[INPUT FOR THIS TASK Boundary: Start]

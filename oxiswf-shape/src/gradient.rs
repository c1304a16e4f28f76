//! `GRADIENT`, `FOCALGRADIENT` and `GRADRECORD` records.

use crate::codes;
use crate::color::Color;
use crate::version::ShapeVersion;
use oxiswf_core::element::{FileElement, add_bit_lengths};
use oxiswf_core::parse::{parse_fixed8, parse_u8, parse_ubits};
use oxiswf_core::types::{Fixed8, UBits, UInt8};
use oxiswf_core::{BitCursor, FieldPath, Result};
use serde::Serialize;

/// How a gradient fills the area outside its defined range.
#[derive(Debug, Clone, Copy, PartialEq, Eq, Serialize)]
pub enum SpreadMode {
    /// Extend the end colours.
    Pad,
    /// Mirror the gradient.
    Reflect,
    /// Repeat the gradient.
    Repeat,
    /// Reserved value 3.
    Reserved,
}

impl SpreadMode {
    fn from_bits(bits: u32) -> Self {
        match bits {
            0 => Self::Pad,
            1 => Self::Reflect,
            2 => Self::Repeat,
            _ => Self::Reserved,
        }
    }
}

/// Colour space used to interpolate between gradient records.
#[derive(Debug, Clone, Copy, PartialEq, Eq, Serialize)]
pub enum InterpolationMode {
    /// Normal RGB interpolation.
    Normal,
    /// Linear RGB interpolation.
    Linear,
    /// Reserved values 2 and 3.
    Reserved,
}

impl InterpolationMode {
    fn from_bits(bits: u32) -> Self {
        match bits {
            0 => Self::Normal,
            1 => Self::Linear,
            _ => Self::Reserved,
        }
    }
}

/// A single gradient control point.
#[derive(Debug, Clone, Copy, PartialEq, Eq, Serialize)]
pub struct GradientRecord {
    ratio: UInt8,
    color: Color,
}

impl GradientRecord {
    /// Decode a `GRADRECORD`.
    pub fn parse(
        cursor: &mut BitCursor<'_>,
        version: ShapeVersion,
        field: &FieldPath<'_>,
    ) -> Result<Self> {
        let ratio = parse_u8(cursor, codes::GRADIENT, &field.child("Ratio"))?;
        let color = Color::parse(cursor, version, &field.child("Color"))?;
        Ok(Self { ratio, color })
    }

    /// Position of the control point (0-255).
    pub fn ratio(&self) -> UInt8 {
        self.ratio
    }

    /// Colour at the control point.
    pub fn color(&self) -> &Color {
        &self.color
    }
}

impl FileElement for GradientRecord {
    fn bit_position(&self) -> u64 {
        self.ratio.bit_position()
    }

    fn bit_length(&self) -> u64 {
        add_bit_lengths(&[&self.ratio, &self.color])
    }
}

/// A decoded `GRADIENT` record.
#[derive(Debug, Clone, PartialEq, Eq, Serialize)]
pub struct Gradient {
    spread_mode: UBits,
    interpolation_mode: UBits,
    num_gradients: UBits,
    records: Vec<GradientRecord>,
}

impl Gradient {
    /// Decode a gradient. The header bit fields start on a byte boundary.
    pub fn parse(
        cursor: &mut BitCursor<'_>,
        version: ShapeVersion,
        field: &FieldPath<'_>,
    ) -> Result<Self> {
        let code = codes::GRADIENT;
        cursor.align();

        let spread_mode = parse_ubits(cursor, 2, code, &field.child("SpreadMode"))?;
        let interpolation_mode = parse_ubits(cursor, 2, code, &field.child("InterpolationMode"))?;
        let num_gradients = parse_ubits(cursor, 4, code, &field.child("NumGradients"))?;

        let records = (0..num_gradients.value() as usize)
            .map(|i| GradientRecord::parse(cursor, version, &field.indexed("GradientRecords", i)))
            .collect::<Result<Vec<_>>>()?;

        Ok(Self {
            spread_mode,
            interpolation_mode,
            num_gradients,
            records,
        })
    }

    /// `SpreadMode` field.
    pub fn spread_mode(&self) -> UBits {
        self.spread_mode
    }

    /// `InterpolationMode` field.
    pub fn interpolation_mode(&self) -> UBits {
        self.interpolation_mode
    }

    /// Decoded spread mode.
    pub fn spread(&self) -> SpreadMode {
        SpreadMode::from_bits(self.spread_mode.value())
    }

    /// Decoded interpolation mode.
    pub fn interpolation(&self) -> InterpolationMode {
        InterpolationMode::from_bits(self.interpolation_mode.value())
    }

    /// `NumGradients` field.
    pub fn num_gradients(&self) -> UBits {
        self.num_gradients
    }

    /// Control points in stream order.
    pub fn records(&self) -> &[GradientRecord] {
        &self.records
    }
}

impl FileElement for Gradient {
    fn bit_position(&self) -> u64 {
        self.spread_mode.bit_position()
    }

    fn bit_length(&self) -> u64 {
        add_bit_lengths(&[
            &self.spread_mode,
            &self.interpolation_mode,
            &self.num_gradients,
            &self.records,
        ])
    }
}

/// A decoded `FOCALGRADIENT` record (shape version 4).
#[derive(Debug, Clone, PartialEq, Eq, Serialize)]
pub struct FocalGradient {
    gradient: Gradient,
    focal_point: Fixed8,
}

impl FocalGradient {
    /// Decode a focal gradient.
    pub fn parse(
        cursor: &mut BitCursor<'_>,
        version: ShapeVersion,
        field: &FieldPath<'_>,
    ) -> Result<Self> {
        let gradient = Gradient::parse(cursor, version, field)?;
        let focal_point = parse_fixed8(cursor, codes::GRADIENT, &field.child("FocalPoint"))?;
        Ok(Self {
            gradient,
            focal_point,
        })
    }

    /// The common gradient fields.
    pub fn gradient(&self) -> &Gradient {
        &self.gradient
    }

    /// Focal point location, -1.0 to 1.0.
    pub fn focal_point(&self) -> Fixed8 {
        self.focal_point
    }
}

impl FileElement for FocalGradient {
    fn bit_position(&self) -> u64 {
        self.gradient.bit_position()
    }

    fn bit_length(&self) -> u64 {
        add_bit_lengths(&[&self.gradient, &self.focal_point])
    }
}

#[cfg(test)]
mod tests {
    use super::*;

    #[test]
    fn test_two_stop_gradient() {
        // Reflect, Linear, 2 records, RGB colours
        let data = [
            0b0101_0010,
            0x00,
            0xFF,
            0x00,
            0x00,
            0xFF,
            0x00,
            0x00,
            0xFF,
        ];
        let mut cursor = BitCursor::new(&data);
        let root = FieldPath::root("Gradient").unwrap();

        let gradient = Gradient::parse(&mut cursor, ShapeVersion::Shape1, &root).unwrap();

        assert_eq!(gradient.spread(), SpreadMode::Reflect);
        assert_eq!(gradient.interpolation(), InterpolationMode::Linear);
        assert_eq!(gradient.records().len(), 2);
        assert_eq!(gradient.records()[1].ratio().value(), 0xFF);
        assert_eq!(gradient.bit_length(), 8 + 2 * 32);
        assert!(cursor.is_exhausted());
    }

    #[test]
    fn test_focal_gradient() {
        let data = [0x00, 0x80, 0xFF];
        let mut cursor = BitCursor::new(&data);
        let root = FieldPath::root("Gradient").unwrap();

        let gradient = FocalGradient::parse(&mut cursor, ShapeVersion::Shape4, &root).unwrap();

        assert_eq!(gradient.focal_point().value(), -0.5);
        assert_eq!(gradient.bit_length(), 24);
    }

    #[test]
    fn test_truncated_record() {
        let data = [0x01, 0x00, 0x10];
        let mut cursor = BitCursor::new(&data);
        let root = FieldPath::root("Gradient").unwrap();

        let err = Gradient::parse(&mut cursor, ShapeVersion::Shape3, &root).unwrap_err();
        assert_eq!(err.field(), Some("Gradient::GradientRecords[0]::Color::Green"));
    }
}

[INPUT FOR THIS TASK Boundary: End]

_EXERCISE DESCRIPTION:_ Establish how many lines of the data above contain "ratio". State that number and no more.

_EXPECTED ANSWER:_ 8